While cleaning out my clothes, I found an old sweater in the back of a drawer that I bought at least ten years ago and probably hadn’t worn in five. It was definitely not my style any more, and yet my hand refused to put it in the donation pile. So I took the book’s advice and thought about its role in my life.
I realized I was so attached to it because it was one of the first pieces of clothing I had ever bought for myself, during my first year in college (I largely subsisted on a diet of free T-shirts prior), and it felt comfortable and confident and different at the time. I had since developed my own style and no longer needed it, but it had helped me explore my style and develop agency, and was a link to that time of growth. Having processed this part of myself, I was suddenly completely ready to let it go.

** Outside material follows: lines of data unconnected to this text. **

//! MergedTask: post-merge task with a stable global identity.

use serde::{Deserialize, Serialize};

use super::task_def::{Effort, Priority};

/// A task after global-id assignment, dependency remapping, and
/// deduplication have all run.
#[derive(Debug, Clone, PartialEq, Eq, Serialize, Deserialize)]
pub struct MergedTask {
    /// `T-NNN`, or `T-NNNN` once the total exceeds 999.
    pub global_id: String,
    /// The temp-id this task originated from, kept for traceability.
    pub temp_id: String,
    pub epic_id: String,
    pub title: String,
    pub description: String,
    pub acceptance_criteria: Vec<String>,
    /// Resolved dependencies, unioning local and cross-epic references.
    /// Every entry refers to another `MergedTask` in the same batch; no
    /// self-references.
    pub dependencies: Vec<String>,
    pub effort: Effort,
    pub priority: Priority,
}

impl MergedTask {
    /// Numeric part of `global_id`, used for sorting and re-sequencing.
    pub fn numeric_id(&self) -> Option<u32> {
        self.global_id.strip_prefix("T-").and_then(|s| s.parse().ok())
    }
}

/// Format a 1-based global id counter as `T-NNN` (or `T-NNNN` at ≥1000),
/// given the total count of tasks being numbered in this batch.
pub fn format_global_id(ordinal: u32, total: usize) -> String {
    if total >= 1000 {
        format!("T-{ordinal:04}")
    } else {
        format!("T-{ordinal:03}")
    }
}

#[cfg(test)]
mod tests {
    use super::*;

    #[test]
    fn format_global_id_pads_to_three_digits_under_1000() {
        assert_eq!(format_global_id(1, 999), "T-001");
        assert_eq!(format_global_id(999, 999), "T-999");
    }

    #[test]
    fn format_global_id_switches_to_four_digits_at_1000() {
        assert_eq!(format_global_id(1, 1000), "T-0001");
        assert_eq!(format_global_id(1000, 1000), "T-1000");
    }

    #[test]
    fn numeric_id_parses() {
        let task = MergedTask {
            global_id: "T-042".to_string(),
            temp_id: "E001-T01".to_string(),
            epic_id: "E-001".to_string(),
            title: "x".to_string(),
            description: "x".to_string(),
            acceptance_criteria: vec![],
            dependencies: vec![],
            effort: Effort::Small,
            priority: Priority::MustHave,
        };
        assert_eq!(task.numeric_id(), Some(42));
    }
}
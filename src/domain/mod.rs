//! Domain layer for the Raven orchestration engine.
//!
//! Contains record types (`models`), the port traits external collaborators
//! implement (`ports`), and the error taxonomy (`error`).

pub mod error;
pub mod models;
pub mod ports;

pub use error::RavenError;
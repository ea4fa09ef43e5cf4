//! Event records emitted through the non-blocking `EventSink` channel.
//!
//! Emission is always non-blocking: callers hold a bounded `mpsc::Sender`
//! and use `try_send`, dropping the event silently if the channel is full or
//! absent (`spec.md` §4.4/§4.9 — "event emission is non-blocking").

use serde::{Deserialize, Serialize};

use crate::domain::error::FieldError;

type FieldErrorList = Vec<FieldError>;

/// Events emitted by the shredder (C4).
#[derive(Debug, Clone, Serialize, Deserialize)]
pub enum ShredEvent {
    Started,
    Retry { attempt: u32, errors: FieldErrorList },
    Completed,
    Failed { errors: FieldErrorList },
}

/// Events emitted by the scatter orchestrator (C5).
#[derive(Debug, Clone, Serialize, Deserialize)]
pub enum ScatterEvent {
    WorkerStarted { epic_id: String },
    WorkerRetry { epic_id: String, attempt: u32 },
    RateLimited { epic_id: String },
    WorkerSucceeded { epic_id: String },
    WorkerFailed { epic_id: String },
}

/// Events emitted by the loop runner (C9).
#[derive(Debug, Clone, Serialize, Deserialize)]
pub enum LoopEvent {
    AgentStarted { task_id: String },
    AgentThinking { task_id: String, text: String },
    ToolStarted { task_id: String, tool: String },
    ToolCompleted { task_id: String, tool: String, is_error: bool },
    SessionStats { task_id: String, cost_usd: f64 },
    RateLimitWait { task_id: String },
    RateLimitResume { task_id: String },
    TaskCompleted { task_id: String },
    TaskBlocked { task_id: String, detail: String },
    PhaseComplete,
    LoopAborted { reason: String },
    MaxIterations { limit: u32 },
    DryRun { task_id: String, command: String },
    StaleSelection { task_id: String },
}
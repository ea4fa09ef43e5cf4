//! On-disk handoff format between the `merge`, `emit`, `validate`, and
//! `loop` subcommands. `merge` produces one of these; every later stage
//! reads it back rather than recomputing the merge pipeline.

use std::collections::HashMap;
use std::path::Path;

use serde::{Deserialize, Serialize};

use crate::domain::models::MergedTask;

#[derive(Debug, Serialize, Deserialize)]
pub struct MergeArtifact {
    pub tasks: Vec<MergedTask>,
    pub depths: HashMap<String, u32>,
    pub epic_titles: HashMap<String, String>,
}

impl MergeArtifact {
    pub async fn load(path: &Path) -> anyhow::Result<Self> {
        let bytes = tokio::fs::read(path).await?;
        Ok(serde_json::from_slice(&bytes)?)
    }

    pub async fn save(&self, path: &Path) -> anyhow::Result<()> {
        let json = serde_json::to_vec_pretty(self)?;
        tokio::fs::write(path, json).await?;
        Ok(())
    }
}
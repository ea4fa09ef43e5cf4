//! C7 — DAG Validator + Phase Assigner.
//!
//! Cycle detection is grounded in `dependency_resolver.rs`'s
//! `detect_cycle_util` (visited/rec-stack/path DFS, truncating the path to
//! the cycle on hit) and `dag_builder.rs`'s reachability-before-mutate
//! idiom; depth computation mirrors `calculate_depth_recursive`'s
//! memoized max-over-deps recursion, generalized from `Uuid` node ids to
//! global-id strings.

use std::collections::{BTreeMap, HashMap, HashSet};

use crate::domain::error::DagError;
use crate::domain::models::{MergedTask, PhaseInfo};

fn detect_cycle(tasks: &[MergedTask]) -> Result<(), DagError> {
    let adjacency: HashMap<&str, &[String]> =
        tasks.iter().map(|t| (t.global_id.as_str(), t.dependencies.as_slice())).collect();

    let mut visited: HashSet<&str> = HashSet::new();
    let mut rec_stack: HashSet<&str> = HashSet::new();

    fn visit<'a>(
        node: &'a str,
        adjacency: &HashMap<&'a str, &'a [String]>,
        visited: &mut HashSet<&'a str>,
        rec_stack: &mut HashSet<&'a str>,
        path: &mut Vec<&'a str>,
    ) -> Option<Vec<String>> {
        if rec_stack.contains(node) {
            let start = path.iter().position(|n| *n == node).unwrap_or(0);
            return Some(path[start..].iter().map(|s| s.to_string()).collect());
        }
        if visited.contains(node) {
            return None;
        }
        visited.insert(node);
        rec_stack.insert(node);
        path.push(node);

        if let Some(deps) = adjacency.get(node) {
            for dep in deps.iter() {
                if let Some(cycle) = visit(dep, adjacency, visited, rec_stack, path) {
                    return Some(cycle);
                }
            }
        }

        path.pop();
        rec_stack.remove(node);
        None
    }

    for id in adjacency.keys() {
        if !visited.contains(id) {
            let mut path = Vec::new();
            if let Some(cycle) = visit(id, &adjacency, &mut visited, &mut rec_stack, &mut path) {
                return Err(DagError::Cycle(cycle));
            }
        }
    }

    Ok(())
}

/// Compute `depth(t) = 0` when `t` has no dependencies, else
/// `1 + max(depth(d) for d in deps)`. Assumes the graph is acyclic — call
/// after [`detect_cycle`] succeeds.
pub fn compute_depths(tasks: &[MergedTask]) -> HashMap<String, u32> {
    let by_id: HashMap<&str, &MergedTask> = tasks.iter().map(|t| (t.global_id.as_str(), t)).collect();
    let mut memo: HashMap<String, u32> = HashMap::new();

    fn depth_of<'a>(id: &'a str, by_id: &HashMap<&'a str, &'a MergedTask>, memo: &mut HashMap<String, u32>) -> u32 {
        if let Some(d) = memo.get(id) {
            return *d;
        }
        let Some(task) = by_id.get(id) else {
            return 0;
        };
        let depth = if task.dependencies.is_empty() {
            0
        } else {
            1 + task.dependencies.iter().map(|d| depth_of(d, by_id, memo)).max().unwrap_or(0)
        };
        memo.insert(id.to_string(), depth);
        depth
    }

    for task in tasks {
        depth_of(&task.global_id, &by_id, &mut memo);
    }
    memo
}

/// Group tasks into phases by equal depth. An empty `depths` map is treated
/// as "all depth 0", yielding a single phase. Phase name is the title of
/// the epic contributing the most tasks to that phase, tied lexicographically
/// by epic title; falls back to `Phase N` when no epic titles are supplied
/// or the winning epic id is unknown.
pub fn assign_phases(
    tasks: &[MergedTask],
    depths: &HashMap<String, u32>,
    epic_titles: &HashMap<String, String>,
) -> Vec<PhaseInfo> {
    let mut by_depth: BTreeMap<u32, Vec<MergedTask>> = BTreeMap::new();
    for task in tasks {
        let depth = depths.get(&task.global_id).copied().unwrap_or(0);
        by_depth.entry(depth).or_default().push(task.clone());
    }

    let mut phases = Vec::with_capacity(by_depth.len());
    for (depth, mut group) in by_depth {
        group.sort_by(|a, b| a.global_id.cmp(&b.global_id));

        let mut counts: HashMap<&str, usize> = HashMap::new();
        for task in &group {
            *counts.entry(task.epic_id.as_str()).or_insert(0) += 1;
        }
        let mut candidates: Vec<(&str, usize)> = counts.into_iter().collect();
        candidates.sort_by(|a, b| {
            b.1.cmp(&a.1).then_with(|| {
                let title_a = epic_titles.get(a.0).map(String::as_str).unwrap_or("");
                let title_b = epic_titles.get(b.0).map(String::as_str).unwrap_or("");
                title_a.cmp(title_b)
            })
        });
        let name = candidates
            .first()
            .and_then(|(epic_id, _)| epic_titles.get(*epic_id).cloned())
            .unwrap_or_else(|| format!("Phase {}", depth + 1));

        let start_task = group.first().map(|t| t.global_id.clone()).unwrap_or_default();
        let end_task = group.last().map(|t| t.global_id.clone()).unwrap_or_default();

        phases.push(PhaseInfo {
            id: depth + 1,
            name,
            start_task,
            end_task,
            tasks: group,
        });
    }

    phases
}

/// Full C7 pipeline: detect cycles, compute depths, assign phases.
pub fn validate_and_assign_phases(
    tasks: &[MergedTask],
    epic_titles: &HashMap<String, String>,
) -> Result<Vec<PhaseInfo>, DagError> {
    detect_cycle(tasks)?;
    let depths = compute_depths(tasks);
    Ok(assign_phases(tasks, &depths, epic_titles))
}
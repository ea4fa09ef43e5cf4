//! PhaseInfo: a contiguous band of tasks at equal dependency depth.

use serde::{Deserialize, Serialize};

use super::merged_task::MergedTask;

/// One phase in the dependency-ordered execution plan.
#[derive(Debug, Clone, Serialize, Deserialize)]
pub struct PhaseInfo {
    /// 1-based ordinal; equals depth + 1.
    pub id: u32,
    pub name: String,
    pub start_task: String,
    pub end_task: String,
    pub tasks: Vec<MergedTask>,
}

#[cfg(test)]
mod tests {
    use super::*;
    use crate::domain::models::task_def::{Effort, Priority};

    fn task(id: &str) -> MergedTask {
        MergedTask {
            global_id: id.to_string(),
            temp_id: "E001-T01".to_string(),
            epic_id: "E-001".to_string(),
            title: "t".to_string(),
            description: "d".to_string(),
            acceptance_criteria: vec![],
            dependencies: vec![],
            effort: Effort::Small,
            priority: Priority::MustHave,
        }
    }

    #[test]
    fn phase_carries_start_and_end() {
        let phase = PhaseInfo {
            id: 1,
            name: "Phase 1".to_string(),
            start_task: "T-001".to_string(),
            end_task: "T-003".to_string(),
            tasks: vec![task("T-001"), task("T-002"), task("T-003")],
        };
        assert_eq!(phase.tasks.first().unwrap().global_id, phase.start_task);
        assert_eq!(phase.tasks.last().unwrap().global_id, phase.end_task);
    }
}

Well-loved and well-used daily objects are comforting, and not having to dig through other objects to get to them feels streamlined. Opening my pants drawer and not seeing any pants that I secretly hate is wonderful. Owning fewer objects (still working on it) that make me feel guilty about a thing I said I’d do someday-aka-never feels light and freeing. I unearthed many useful things which I will probably never use, and managed to let go of. But I also unearthed many useful things which I’d forgotten about for years, and have actually started using with enthusiasm, like my violin.
I was kind of lenient on the first pass purging through my hoard, and even left a whole mess of categories unpurged, which is a big tidying no-no. But doing a first pass got me over the initial fear of letting go of stuff, and I’m excited to finish tidying all the way and be more intentional about my life.
You know the drill; go live your best life and all that.